Task details =
Please return only the lines from the one holding "fn read_string<R: Read>(reader: &mut" through the one holding "Ok(String::from_utf8(buf)?)", exactly as they appear in the records below, both ends included.

Entries shown =
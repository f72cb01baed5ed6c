use std::io::Read;

use anyhow::{bail, Result};
use bytes::Bytes;
use tracing::debug;

/** Empty encoded RDB, sent to a replica at the start of a full resync. */
pub fn empty_rdb() -> Bytes {
    Bytes::from(hex_to_bytes(RDB_EMPTY_HEX))
}

/// One string entry recovered from a snapshot, expiry as unix epoch millis.
#[derive(Debug, Clone, PartialEq, Eq)]
pub struct SnapshotEntry {
    pub key: String,
    pub value: String,
    pub expires_at_ms: Option<u64>,
}

/// Walks an RDB image and collects the string keyspace.
///
/// Format per https://rdb.fnordig.de/file_format.html; only the subset the
/// server writes back as `SET`s is recovered.
pub fn read_snapshot<R: Read>(mut reader: R) -> Result<Vec<SnapshotEntry>> {
    let mut header = [0x00; 9];
    reader.read_exact(&mut header)?;
    let header = String::from_utf8_lossy(&header);
    if !header.starts_with("REDIS") {
        bail!("invalid snapshot header: {}", header);
    }
    debug!("snapshot version: {}", &header["REDIS".len()..]);

    let mut entries = Vec::new();
    let mut expires_at_ms = None;

    while let Ok(op) = read_byte(&mut reader) {
        match op {
            0xFA => {
                // AUX fields
                let key = read_string(&mut reader)?;
                let value = read_string(&mut reader)?;
                debug!("aux: {} {}", key, value);
            }
            0xFE => {
                // database selector
                let db_number = match read_length(&mut reader)? {
                    LengthEncoding::Len(len) => len,
                    LengthEncoding::Short(len) => len as u32,
                    LengthEncoding::Byte(len) => len as u32,
                    LengthEncoding::Int(len) => len,
                };
                debug!("database selector {}", db_number);
            }
            0xFB => {
                // resize db field
                let hash_size = read_int(&mut reader)?;
                let expire_size = read_int(&mut reader)?;
                debug!("table sizes {} {}", hash_size, expire_size);
            }
            0xFD => {
                // expiry in seconds, 4-byte unix timestamp
                expires_at_ms = Some((read_u32(&mut reader)? as u64) * 1000);
            }
            0xFC => {
                // expiry in milliseconds, 8-byte unix timestamp
                expires_at_ms = Some(read_u64(&mut reader)?);
            }
            0xFF => {
                read_crc64(&mut reader)?;
                return Ok(entries);
            }
            0..=14 => {
                let key = read_string(&mut reader)?;
                let value = read_string(&mut reader)?;
                entries.push(SnapshotEntry {
                    key,
                    value,
                    expires_at_ms: expires_at_ms.take(),
                });
            }
            _ => {
                bail!("invalid snapshot op: {}", op);
            }
        }
    }
    Ok(entries)
}

pub enum LengthEncoding {
    Len(u32),
    Byte(u8),
    Short(u16),
    Int(u32),
}

fn read_length<R: Read>(reader: &mut R) -> Result<LengthEncoding> {
    let head = read_byte(reader)?;
    // the two most significant bits select the encoding
    match head & 0b11000000 {
        0b00000000 => Ok(LengthEncoding::Len(head as u32)),
        0b01000000 => {
            let first6bits = (head & 0b00111111) as u32;
            let second = read_byte(reader)? as u32;
            Ok(LengthEncoding::Len((first6bits << 8) | second))
        }
        0b10000000 => {
            let mut buf = [0; 4];
            reader.read_exact(&mut buf)?;
            Ok(LengthEncoding::Len(u32::from_be_bytes(buf)))
        }
        _ => {
            let first6bits = head & 0b00111111;
            match first6bits {
                0 => Ok(LengthEncoding::Byte(read_byte(reader)?)),
                1 => {
                    let mut buf = [0; 2];
                    reader.read_exact(&mut buf)?;
                    Ok(LengthEncoding::Short(u16::from_le_bytes(buf)))
                }
                2 => Ok(LengthEncoding::Int(read_u32(reader)?)),
                3 => bail!("compressed string encoding is not supported"),
                _ => bail!("unknown length encoding: {}", head),
            }
        }
    }
}

fn read_int<R: Read>(reader: &mut R) -> Result<u32> {
    match read_length(reader)? {
        LengthEncoding::Len(len) => Ok(len),
        LengthEncoding::Short(len) => Ok(len as u32),
        LengthEncoding::Byte(len) => Ok(len as u32),
        LengthEncoding::Int(len) => Ok(len),
    }
}

fn read_string<R: Read>(reader: &mut R) -> Result<String> {
    match read_length(reader)? {
        LengthEncoding::Len(len) => {
            let mut buf = vec![0; len as usize];
            reader.read_exact(&mut buf)?;
            Ok(String::from_utf8(buf)?)
        }
        LengthEncoding::Byte(value) => Ok(value.to_string()),
        LengthEncoding::Short(value) => Ok(value.to_string()),
        LengthEncoding::Int(value) => Ok(value.to_string()),
    }
}

fn read_byte<R: Read>(reader: &mut R) -> Result<u8> {
    let mut buf = [0; 1];
    reader.read_exact(&mut buf)?;
    Ok(buf[0])
}

fn read_u32<R: Read>(reader: &mut R) -> Result<u32> {
    let mut buf = [0; 4];
    reader.read_exact(&mut buf)?;
    Ok(u32::from_le_bytes(buf))
}

fn read_u64<R: Read>(reader: &mut R) -> Result<u64> {
    let mut buf = [0; 8];
    reader.read_exact(&mut buf)?;
    Ok(u64::from_le_bytes(buf))
}

fn read_crc64<R: Read>(reader: &mut R) -> Result<[u8; 8]> {
    let mut buf = [0; 8];
    reader.read_exact(&mut buf)?;
    Ok(buf)
}

const RDB_EMPTY_HEX: &str = "524544495330303131fa0972656469732d76657205372e322e30fa0a72656469732d62697473c040fa056374696d65c26d08bc65fa08757365642d6d656dc2b0c41000fa08616f662d62617365c000fff06e3bfec0ff5aa2";

fn hex_to_bytes(hex: &str) -> Vec<u8> {
    // hex string is of 2 chars per byte
    assert_eq!(hex.len() % 2, 0);
    let mut result = Vec::with_capacity(hex.len() / 2);
    let mut iter = hex.chars();
    while let Some(c1) = iter.next() {
        let c2 = iter.next().unwrap();
        let byte = u8::from_str_radix(&format!("{}{}", c1, c2), 16).unwrap();
        result.push(byte);
    }
    result
}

Solution below =
fn read_string<R: Read>(reader: &mut R) -> Result<String> {
    match read_length(reader)? {
        LengthEncoding::Len(len) => {
            let mut buf = vec![0; len as usize];
            reader.read_exact(&mut buf)?;
            Ok(String::from_utf8(buf)?)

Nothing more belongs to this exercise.